Instructions for the task:
Pick out the lines below with "NaiveDateTime" and list them.

[Stored items]
════════════════

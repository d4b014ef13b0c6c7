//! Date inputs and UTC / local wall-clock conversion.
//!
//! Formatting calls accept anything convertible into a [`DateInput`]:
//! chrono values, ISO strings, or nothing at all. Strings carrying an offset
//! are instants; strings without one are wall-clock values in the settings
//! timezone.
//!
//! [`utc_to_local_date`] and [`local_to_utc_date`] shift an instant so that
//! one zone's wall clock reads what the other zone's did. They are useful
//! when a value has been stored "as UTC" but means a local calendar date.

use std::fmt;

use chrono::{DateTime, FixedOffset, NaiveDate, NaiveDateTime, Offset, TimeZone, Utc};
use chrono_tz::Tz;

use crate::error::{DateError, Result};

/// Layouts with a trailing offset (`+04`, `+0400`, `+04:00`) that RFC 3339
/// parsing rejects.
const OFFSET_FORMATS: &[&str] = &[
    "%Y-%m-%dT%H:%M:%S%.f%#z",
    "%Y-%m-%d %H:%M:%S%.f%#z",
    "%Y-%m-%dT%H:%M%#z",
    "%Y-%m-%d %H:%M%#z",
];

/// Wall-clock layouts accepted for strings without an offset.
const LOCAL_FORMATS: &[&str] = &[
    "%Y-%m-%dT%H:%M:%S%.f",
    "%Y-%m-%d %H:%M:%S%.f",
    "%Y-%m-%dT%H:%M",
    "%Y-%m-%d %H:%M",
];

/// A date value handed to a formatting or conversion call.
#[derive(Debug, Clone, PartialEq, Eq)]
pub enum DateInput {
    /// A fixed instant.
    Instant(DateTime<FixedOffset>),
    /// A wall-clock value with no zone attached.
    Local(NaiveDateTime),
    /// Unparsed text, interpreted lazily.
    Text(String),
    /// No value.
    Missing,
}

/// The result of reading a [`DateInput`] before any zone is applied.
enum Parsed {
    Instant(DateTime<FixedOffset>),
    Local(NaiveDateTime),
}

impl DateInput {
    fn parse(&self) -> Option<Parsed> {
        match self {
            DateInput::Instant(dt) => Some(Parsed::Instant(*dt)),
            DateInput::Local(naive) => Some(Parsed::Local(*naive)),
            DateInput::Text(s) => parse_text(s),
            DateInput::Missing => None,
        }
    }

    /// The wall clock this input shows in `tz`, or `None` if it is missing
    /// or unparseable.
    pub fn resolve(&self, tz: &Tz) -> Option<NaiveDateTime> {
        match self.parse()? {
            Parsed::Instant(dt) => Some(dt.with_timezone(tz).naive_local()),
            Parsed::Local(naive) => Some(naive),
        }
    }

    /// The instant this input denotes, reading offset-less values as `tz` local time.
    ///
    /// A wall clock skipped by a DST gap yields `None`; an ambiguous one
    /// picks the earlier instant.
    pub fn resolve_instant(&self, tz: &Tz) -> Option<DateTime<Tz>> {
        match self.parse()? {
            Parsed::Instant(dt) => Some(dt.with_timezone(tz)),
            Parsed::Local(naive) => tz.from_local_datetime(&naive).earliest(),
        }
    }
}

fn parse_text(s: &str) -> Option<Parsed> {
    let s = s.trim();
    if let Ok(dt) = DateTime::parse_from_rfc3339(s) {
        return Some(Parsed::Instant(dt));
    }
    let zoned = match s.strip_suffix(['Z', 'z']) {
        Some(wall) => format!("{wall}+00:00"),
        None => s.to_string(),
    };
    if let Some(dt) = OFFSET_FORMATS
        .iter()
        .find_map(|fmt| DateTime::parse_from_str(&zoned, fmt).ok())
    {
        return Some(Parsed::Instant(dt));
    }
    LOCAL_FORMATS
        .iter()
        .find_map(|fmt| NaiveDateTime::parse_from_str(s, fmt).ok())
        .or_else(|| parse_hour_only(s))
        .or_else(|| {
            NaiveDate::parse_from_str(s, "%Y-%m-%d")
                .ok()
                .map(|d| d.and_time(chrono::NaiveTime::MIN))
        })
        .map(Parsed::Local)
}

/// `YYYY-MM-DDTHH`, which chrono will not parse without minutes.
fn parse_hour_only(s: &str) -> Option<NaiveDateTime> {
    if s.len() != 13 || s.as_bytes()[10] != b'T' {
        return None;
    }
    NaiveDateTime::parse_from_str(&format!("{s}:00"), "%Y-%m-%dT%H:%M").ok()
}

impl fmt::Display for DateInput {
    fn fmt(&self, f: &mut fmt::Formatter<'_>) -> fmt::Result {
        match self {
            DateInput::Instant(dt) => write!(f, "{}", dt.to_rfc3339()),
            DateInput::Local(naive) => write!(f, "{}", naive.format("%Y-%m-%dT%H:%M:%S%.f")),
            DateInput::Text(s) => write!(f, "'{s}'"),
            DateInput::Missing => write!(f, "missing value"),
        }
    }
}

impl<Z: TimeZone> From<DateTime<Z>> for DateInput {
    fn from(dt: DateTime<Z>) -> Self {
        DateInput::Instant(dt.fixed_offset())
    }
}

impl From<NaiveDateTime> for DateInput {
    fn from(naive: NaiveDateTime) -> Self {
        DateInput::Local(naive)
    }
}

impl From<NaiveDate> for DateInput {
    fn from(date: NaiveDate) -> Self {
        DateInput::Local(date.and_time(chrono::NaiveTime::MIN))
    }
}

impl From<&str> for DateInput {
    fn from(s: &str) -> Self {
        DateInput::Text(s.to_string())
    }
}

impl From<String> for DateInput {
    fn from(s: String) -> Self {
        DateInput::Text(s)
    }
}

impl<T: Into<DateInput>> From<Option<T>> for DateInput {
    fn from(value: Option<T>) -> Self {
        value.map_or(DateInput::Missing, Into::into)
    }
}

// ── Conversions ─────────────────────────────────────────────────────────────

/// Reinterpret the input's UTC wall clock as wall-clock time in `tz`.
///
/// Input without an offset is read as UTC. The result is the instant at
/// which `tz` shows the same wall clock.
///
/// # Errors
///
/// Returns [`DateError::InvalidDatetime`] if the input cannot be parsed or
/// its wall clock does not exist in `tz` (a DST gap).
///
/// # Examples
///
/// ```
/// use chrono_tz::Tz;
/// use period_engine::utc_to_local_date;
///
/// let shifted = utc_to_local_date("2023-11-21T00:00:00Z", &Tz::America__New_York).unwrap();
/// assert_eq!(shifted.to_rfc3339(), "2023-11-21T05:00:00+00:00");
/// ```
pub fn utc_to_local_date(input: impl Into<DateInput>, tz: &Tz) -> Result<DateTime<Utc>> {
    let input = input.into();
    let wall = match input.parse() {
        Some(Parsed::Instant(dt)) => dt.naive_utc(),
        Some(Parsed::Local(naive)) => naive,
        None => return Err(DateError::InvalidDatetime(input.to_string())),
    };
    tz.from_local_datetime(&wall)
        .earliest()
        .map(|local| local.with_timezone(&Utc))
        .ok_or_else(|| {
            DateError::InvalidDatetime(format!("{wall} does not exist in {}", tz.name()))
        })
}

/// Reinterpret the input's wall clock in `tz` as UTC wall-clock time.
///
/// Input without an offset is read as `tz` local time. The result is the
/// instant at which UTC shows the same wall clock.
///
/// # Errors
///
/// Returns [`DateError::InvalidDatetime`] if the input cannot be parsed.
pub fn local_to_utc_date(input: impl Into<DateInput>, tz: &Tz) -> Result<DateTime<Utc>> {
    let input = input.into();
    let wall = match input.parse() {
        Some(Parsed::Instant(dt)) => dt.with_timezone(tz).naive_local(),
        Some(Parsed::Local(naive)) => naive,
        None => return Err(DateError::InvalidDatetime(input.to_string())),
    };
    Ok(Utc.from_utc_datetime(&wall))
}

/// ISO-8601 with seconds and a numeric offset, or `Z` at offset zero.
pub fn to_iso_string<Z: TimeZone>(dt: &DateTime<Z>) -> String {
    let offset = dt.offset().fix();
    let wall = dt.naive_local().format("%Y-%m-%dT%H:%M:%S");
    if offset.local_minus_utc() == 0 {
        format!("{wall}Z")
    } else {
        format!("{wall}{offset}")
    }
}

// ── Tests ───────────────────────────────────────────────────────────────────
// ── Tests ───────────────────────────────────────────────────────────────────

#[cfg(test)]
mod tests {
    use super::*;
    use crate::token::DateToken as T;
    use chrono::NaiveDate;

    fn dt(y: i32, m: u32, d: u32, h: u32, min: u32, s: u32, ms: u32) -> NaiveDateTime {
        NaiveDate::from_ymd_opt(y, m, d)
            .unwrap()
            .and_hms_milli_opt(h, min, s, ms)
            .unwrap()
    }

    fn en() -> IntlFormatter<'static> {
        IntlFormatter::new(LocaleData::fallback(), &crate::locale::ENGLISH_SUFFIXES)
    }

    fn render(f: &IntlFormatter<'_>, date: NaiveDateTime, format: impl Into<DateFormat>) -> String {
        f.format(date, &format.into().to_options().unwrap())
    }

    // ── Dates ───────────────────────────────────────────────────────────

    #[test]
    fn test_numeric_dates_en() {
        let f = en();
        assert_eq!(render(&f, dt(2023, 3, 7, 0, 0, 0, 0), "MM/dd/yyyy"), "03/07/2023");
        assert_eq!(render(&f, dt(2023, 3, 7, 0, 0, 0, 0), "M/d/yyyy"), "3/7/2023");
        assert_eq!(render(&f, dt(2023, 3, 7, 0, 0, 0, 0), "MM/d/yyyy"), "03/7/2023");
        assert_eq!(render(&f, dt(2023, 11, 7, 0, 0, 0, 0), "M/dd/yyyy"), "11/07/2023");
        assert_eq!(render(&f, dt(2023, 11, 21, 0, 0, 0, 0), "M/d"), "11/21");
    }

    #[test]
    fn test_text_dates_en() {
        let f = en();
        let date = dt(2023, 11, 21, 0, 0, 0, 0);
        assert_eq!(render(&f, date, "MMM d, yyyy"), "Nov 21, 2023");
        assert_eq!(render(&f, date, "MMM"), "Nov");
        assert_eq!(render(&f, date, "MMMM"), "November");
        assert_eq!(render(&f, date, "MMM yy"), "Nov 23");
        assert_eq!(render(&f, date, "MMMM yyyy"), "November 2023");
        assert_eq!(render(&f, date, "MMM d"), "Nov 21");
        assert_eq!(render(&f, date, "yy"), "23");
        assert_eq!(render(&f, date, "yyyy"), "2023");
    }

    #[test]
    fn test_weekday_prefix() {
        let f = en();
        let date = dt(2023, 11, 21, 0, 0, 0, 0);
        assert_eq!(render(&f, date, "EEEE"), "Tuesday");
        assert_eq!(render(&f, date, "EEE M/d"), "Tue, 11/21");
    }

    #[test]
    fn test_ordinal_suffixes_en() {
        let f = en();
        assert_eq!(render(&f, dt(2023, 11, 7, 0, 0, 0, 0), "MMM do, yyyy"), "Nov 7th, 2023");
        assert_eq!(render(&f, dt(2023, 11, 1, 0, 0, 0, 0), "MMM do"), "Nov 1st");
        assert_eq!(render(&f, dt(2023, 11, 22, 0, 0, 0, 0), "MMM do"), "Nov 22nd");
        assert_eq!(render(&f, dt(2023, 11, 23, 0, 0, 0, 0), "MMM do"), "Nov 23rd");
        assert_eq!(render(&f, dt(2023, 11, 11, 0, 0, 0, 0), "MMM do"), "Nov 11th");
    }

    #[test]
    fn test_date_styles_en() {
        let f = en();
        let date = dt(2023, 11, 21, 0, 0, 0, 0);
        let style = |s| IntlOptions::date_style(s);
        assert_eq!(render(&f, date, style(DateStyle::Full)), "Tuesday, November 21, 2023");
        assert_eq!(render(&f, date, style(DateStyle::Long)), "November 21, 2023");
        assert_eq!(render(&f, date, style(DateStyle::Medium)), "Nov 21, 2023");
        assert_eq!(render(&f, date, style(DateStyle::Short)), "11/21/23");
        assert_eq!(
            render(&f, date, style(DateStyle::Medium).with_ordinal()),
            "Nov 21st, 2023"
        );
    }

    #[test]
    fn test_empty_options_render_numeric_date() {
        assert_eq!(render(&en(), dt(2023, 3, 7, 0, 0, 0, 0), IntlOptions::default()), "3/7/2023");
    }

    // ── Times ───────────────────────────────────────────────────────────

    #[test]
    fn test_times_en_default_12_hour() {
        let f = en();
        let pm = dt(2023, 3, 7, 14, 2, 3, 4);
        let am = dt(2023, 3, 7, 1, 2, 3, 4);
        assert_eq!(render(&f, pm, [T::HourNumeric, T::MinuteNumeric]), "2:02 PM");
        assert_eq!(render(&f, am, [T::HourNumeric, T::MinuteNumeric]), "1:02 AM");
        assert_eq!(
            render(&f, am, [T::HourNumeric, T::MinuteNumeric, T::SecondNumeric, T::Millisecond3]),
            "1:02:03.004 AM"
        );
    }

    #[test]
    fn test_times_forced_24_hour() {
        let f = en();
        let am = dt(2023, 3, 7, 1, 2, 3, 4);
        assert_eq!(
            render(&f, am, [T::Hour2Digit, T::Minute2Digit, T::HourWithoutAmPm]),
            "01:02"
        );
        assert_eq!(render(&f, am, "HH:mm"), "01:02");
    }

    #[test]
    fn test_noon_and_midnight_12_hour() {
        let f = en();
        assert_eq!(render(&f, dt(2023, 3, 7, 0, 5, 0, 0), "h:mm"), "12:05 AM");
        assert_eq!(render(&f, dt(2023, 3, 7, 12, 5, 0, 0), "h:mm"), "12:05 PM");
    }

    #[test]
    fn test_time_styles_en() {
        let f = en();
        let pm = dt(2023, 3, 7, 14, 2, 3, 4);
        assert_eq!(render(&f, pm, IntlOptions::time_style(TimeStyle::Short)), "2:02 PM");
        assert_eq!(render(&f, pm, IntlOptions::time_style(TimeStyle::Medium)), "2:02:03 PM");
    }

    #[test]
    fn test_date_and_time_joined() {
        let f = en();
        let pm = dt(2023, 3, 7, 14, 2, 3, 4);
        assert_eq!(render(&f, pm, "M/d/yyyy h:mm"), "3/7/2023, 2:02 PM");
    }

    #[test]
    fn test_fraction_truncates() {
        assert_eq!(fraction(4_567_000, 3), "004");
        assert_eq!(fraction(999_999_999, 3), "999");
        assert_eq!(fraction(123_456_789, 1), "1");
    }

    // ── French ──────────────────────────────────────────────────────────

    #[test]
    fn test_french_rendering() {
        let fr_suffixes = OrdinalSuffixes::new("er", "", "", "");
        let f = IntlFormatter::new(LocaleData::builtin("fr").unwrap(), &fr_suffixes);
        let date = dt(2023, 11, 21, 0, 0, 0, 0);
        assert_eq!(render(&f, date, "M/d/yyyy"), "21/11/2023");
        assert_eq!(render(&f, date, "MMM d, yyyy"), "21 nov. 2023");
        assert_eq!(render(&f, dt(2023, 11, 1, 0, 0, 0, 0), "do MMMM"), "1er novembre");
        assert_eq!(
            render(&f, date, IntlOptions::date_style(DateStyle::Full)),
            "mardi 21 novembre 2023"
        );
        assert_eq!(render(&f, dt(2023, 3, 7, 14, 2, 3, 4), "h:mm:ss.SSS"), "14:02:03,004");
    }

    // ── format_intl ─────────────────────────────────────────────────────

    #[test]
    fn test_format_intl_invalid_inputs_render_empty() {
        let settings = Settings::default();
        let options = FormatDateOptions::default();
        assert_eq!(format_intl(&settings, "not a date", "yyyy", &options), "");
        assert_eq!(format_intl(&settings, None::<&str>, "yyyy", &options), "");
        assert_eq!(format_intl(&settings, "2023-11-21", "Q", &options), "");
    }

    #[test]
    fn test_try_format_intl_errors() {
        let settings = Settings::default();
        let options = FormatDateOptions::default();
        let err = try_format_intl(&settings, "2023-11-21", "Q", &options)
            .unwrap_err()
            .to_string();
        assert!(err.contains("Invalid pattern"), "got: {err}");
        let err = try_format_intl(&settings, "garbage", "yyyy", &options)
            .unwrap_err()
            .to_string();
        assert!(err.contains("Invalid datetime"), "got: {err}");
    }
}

════════════════

Solution:
use chrono::{DateTime, FixedOffset, NaiveDate, NaiveDateTime, Offset, TimeZone, Utc};
    Local(NaiveDateTime),
    Local(NaiveDateTime),
    pub fn resolve(&self, tz: &Tz) -> Option<NaiveDateTime> {
        .find_map(|fmt| NaiveDateTime::parse_from_str(s, fmt).ok())
fn parse_hour_only(s: &str) -> Option<NaiveDateTime> {
    NaiveDateTime::parse_from_str(&format!("{s}:00"), "%Y-%m-%dT%H:%M").ok()
impl From<NaiveDateTime> for DateInput {
    fn from(naive: NaiveDateTime) -> Self {
    fn dt(y: i32, m: u32, d: u32, h: u32, min: u32, s: u32, ms: u32) -> NaiveDateTime {
    fn render(f: &IntlFormatter<'_>, date: NaiveDateTime, format: impl Into<DateFormat>) -> String {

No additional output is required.